Many residents were surprised at this choice of street name. Bishop Vital-Justin Grandin supported Métis but gave priority to white people. This man was a Roman Catholic priest and helped the community in the construction of residential schools.
This person has many ambiguous biographical moments in his life. A lot of statements of the priest can be interpreted as racism. The priority of one nation over another is unacceptable.
Grandin was one of those people who led the construction of residential schools. Today, these institutions are associated with cultural genocide.

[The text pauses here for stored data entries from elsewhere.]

//! Concurrent fetch of images and repositories from a registry.
//!
//! Fan-out is bounded only by the registry client's own connection pool.
//! Unlike the fetch-then-abort shape in the reference implementation, a
//! single tag or repository failing a fetch does not stop its siblings:
//! every fetch in a fan-out always runs to completion, and the first
//! error (if any) is returned to the caller once they all have.

use futures::future::join_all;
use indexer_model::{Error, Repository};

use crate::registry::RegistryClient;

/// Fetches every tag of one repository concurrently and assembles the
/// result into a sorted [`Repository`]. If any tag fails to fetch, the
/// first such error is returned after every other tag has still been
/// attempted.
pub async fn fetch_repository(
    client: &RegistryClient,
    reference: &indexer_model::Reference,
) -> Result<Repository, Error> {
    let tags = client.tags(reference).await?;

    let fetches = tags.into_iter().map(|tag| async move {
        let tagged = reference.with_tag(&tag)?;
        client.image(&tagged).await
    });

    let images = join_all(fetches)
        .await
        .into_iter()
        .collect::<Result<Vec<_>, Error>>()?;

    Ok(Repository::from_images(reference.name(), images))
}

/// Fetches every repository in the registry's catalog concurrently.
/// Mirrors [`fetch_repository`]'s error semantics one level up: every
/// repository in the catalog is always attempted, and the first error (if
/// any) surfaces after the whole catalog has been fetched.
pub async fn fetch_repositories(client: &RegistryClient) -> Result<Vec<Repository>, Error> {
    let catalog = client.catalog().await?;

    let fetches = catalog
        .iter()
        .map(|reference| fetch_repository(client, reference));

    join_all(fetches).await.into_iter().collect()
}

Councilor Brian Mayes believes that all activities of Grandin must be committed to publicity and study. "I'm sure we should not forget the mistakes of the past and avoid them."
Blogger Kelly Dale Edwards conducted his independent investigation to better study the historical figure of the priest. "A huge number of buildings, districts and centers bear his name," he said.
Edwards noted that many know Bishop Vital-Justin Grandin as a patron and reformer of the school system, but no one knows the whole truth. About 20,000 Indigenous children died in those schools.
Blogger is hoping that such information could be made public. Grandin had its own goals for the development of education, which were based on a subjective vision of the world. Brian Mayes stated that many residents should know the history and assess the priest's actions objectively. "He is far from being a holy man." People should know that the mistakes of the past cannot be repeated," Mayes said.